» **Brief**
Some lines in the material below hold the word "space". Copy all of them.

» **Records for this exercise**

□ □ □ □ □ □ □

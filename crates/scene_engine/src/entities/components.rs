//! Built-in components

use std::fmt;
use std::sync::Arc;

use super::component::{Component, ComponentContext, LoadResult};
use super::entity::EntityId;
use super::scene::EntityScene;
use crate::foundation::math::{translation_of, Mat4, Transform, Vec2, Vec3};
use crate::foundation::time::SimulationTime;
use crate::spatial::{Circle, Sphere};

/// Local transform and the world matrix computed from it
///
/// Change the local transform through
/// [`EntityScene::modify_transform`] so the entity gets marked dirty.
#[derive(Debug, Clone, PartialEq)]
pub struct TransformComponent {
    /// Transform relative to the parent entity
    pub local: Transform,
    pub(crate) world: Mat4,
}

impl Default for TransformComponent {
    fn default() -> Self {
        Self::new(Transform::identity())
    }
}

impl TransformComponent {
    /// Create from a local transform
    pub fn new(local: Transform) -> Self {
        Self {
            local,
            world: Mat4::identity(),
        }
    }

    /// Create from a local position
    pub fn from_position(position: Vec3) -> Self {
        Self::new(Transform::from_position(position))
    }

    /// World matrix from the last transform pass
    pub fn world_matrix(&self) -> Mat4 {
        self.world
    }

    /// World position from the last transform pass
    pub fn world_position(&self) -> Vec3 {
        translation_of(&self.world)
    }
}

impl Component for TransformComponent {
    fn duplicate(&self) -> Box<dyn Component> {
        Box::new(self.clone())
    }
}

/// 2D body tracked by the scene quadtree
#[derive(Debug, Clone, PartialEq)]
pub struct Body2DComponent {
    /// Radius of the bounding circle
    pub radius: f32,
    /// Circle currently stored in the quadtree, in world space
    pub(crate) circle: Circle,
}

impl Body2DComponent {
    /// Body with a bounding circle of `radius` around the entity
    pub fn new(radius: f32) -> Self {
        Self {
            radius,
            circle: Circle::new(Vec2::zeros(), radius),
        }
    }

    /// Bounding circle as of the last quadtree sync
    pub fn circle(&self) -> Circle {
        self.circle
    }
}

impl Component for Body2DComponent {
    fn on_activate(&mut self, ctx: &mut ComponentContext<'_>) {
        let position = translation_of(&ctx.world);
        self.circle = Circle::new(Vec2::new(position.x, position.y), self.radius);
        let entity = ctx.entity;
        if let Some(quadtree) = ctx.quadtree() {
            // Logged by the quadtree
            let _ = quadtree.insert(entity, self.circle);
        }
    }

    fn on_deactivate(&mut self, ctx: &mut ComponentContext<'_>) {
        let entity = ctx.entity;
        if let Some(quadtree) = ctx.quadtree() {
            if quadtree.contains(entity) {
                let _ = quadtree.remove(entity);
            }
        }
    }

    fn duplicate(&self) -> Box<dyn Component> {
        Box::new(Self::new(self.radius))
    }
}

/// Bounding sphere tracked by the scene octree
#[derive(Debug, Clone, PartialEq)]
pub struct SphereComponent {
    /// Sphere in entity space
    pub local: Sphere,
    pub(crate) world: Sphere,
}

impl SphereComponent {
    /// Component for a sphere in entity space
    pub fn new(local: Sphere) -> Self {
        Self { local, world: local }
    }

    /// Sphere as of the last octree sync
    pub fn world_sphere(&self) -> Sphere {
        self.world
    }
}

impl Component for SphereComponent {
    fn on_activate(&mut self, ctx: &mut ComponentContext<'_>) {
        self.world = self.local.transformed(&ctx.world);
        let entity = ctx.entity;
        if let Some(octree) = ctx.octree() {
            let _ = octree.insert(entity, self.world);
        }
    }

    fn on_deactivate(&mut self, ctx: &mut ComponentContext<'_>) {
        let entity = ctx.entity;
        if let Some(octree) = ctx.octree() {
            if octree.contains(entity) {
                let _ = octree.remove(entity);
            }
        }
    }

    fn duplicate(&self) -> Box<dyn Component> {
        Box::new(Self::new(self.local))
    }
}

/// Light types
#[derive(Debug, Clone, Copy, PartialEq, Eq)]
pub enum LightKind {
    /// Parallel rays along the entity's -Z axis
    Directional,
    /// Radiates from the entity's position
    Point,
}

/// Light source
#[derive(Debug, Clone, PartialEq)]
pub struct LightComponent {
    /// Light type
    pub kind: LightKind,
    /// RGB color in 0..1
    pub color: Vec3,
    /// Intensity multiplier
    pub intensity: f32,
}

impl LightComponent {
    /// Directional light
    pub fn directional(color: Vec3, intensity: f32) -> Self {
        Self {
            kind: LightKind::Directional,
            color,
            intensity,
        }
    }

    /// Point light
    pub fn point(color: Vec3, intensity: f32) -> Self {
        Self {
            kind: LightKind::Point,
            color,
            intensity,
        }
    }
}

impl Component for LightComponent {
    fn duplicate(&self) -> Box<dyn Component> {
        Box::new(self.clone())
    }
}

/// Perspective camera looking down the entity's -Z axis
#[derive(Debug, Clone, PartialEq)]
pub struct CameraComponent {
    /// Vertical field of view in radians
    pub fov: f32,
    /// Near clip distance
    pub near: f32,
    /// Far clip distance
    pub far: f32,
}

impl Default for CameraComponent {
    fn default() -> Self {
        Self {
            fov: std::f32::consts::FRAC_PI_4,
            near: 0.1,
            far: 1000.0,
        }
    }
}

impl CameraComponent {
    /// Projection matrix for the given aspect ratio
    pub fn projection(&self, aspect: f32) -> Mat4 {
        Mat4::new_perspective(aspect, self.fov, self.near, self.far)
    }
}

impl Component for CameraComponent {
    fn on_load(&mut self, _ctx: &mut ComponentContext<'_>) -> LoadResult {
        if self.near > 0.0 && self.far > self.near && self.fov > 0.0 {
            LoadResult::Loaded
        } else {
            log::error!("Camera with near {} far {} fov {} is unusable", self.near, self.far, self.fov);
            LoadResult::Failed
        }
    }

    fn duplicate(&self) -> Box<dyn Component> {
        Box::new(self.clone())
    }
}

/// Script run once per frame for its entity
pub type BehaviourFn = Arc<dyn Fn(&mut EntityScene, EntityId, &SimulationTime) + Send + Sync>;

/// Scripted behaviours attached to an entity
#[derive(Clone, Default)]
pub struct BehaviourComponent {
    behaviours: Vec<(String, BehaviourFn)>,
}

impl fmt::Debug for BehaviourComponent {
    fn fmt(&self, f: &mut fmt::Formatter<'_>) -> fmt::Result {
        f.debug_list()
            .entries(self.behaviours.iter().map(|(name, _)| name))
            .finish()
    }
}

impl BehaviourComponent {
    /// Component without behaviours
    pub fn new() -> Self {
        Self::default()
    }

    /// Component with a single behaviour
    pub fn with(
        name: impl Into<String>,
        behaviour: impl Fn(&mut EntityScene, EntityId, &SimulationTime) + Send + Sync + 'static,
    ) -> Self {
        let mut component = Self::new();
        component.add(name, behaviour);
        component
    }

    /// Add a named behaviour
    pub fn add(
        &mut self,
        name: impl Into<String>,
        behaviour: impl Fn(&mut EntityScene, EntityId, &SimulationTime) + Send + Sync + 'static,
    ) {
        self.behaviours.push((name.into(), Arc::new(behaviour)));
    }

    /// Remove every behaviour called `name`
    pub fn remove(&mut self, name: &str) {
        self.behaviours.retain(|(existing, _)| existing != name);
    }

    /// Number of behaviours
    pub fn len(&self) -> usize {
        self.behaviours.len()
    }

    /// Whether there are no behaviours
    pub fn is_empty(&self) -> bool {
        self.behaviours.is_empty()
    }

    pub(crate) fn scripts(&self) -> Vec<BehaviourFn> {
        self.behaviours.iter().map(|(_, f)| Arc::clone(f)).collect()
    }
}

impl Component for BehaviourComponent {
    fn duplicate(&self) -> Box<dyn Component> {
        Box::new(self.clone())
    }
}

□ □ □ □ □ □ □

» **Solution below**
    /// Circle currently stored in the quadtree, in world space
    /// Sphere in entity space
    /// Component for a sphere in entity space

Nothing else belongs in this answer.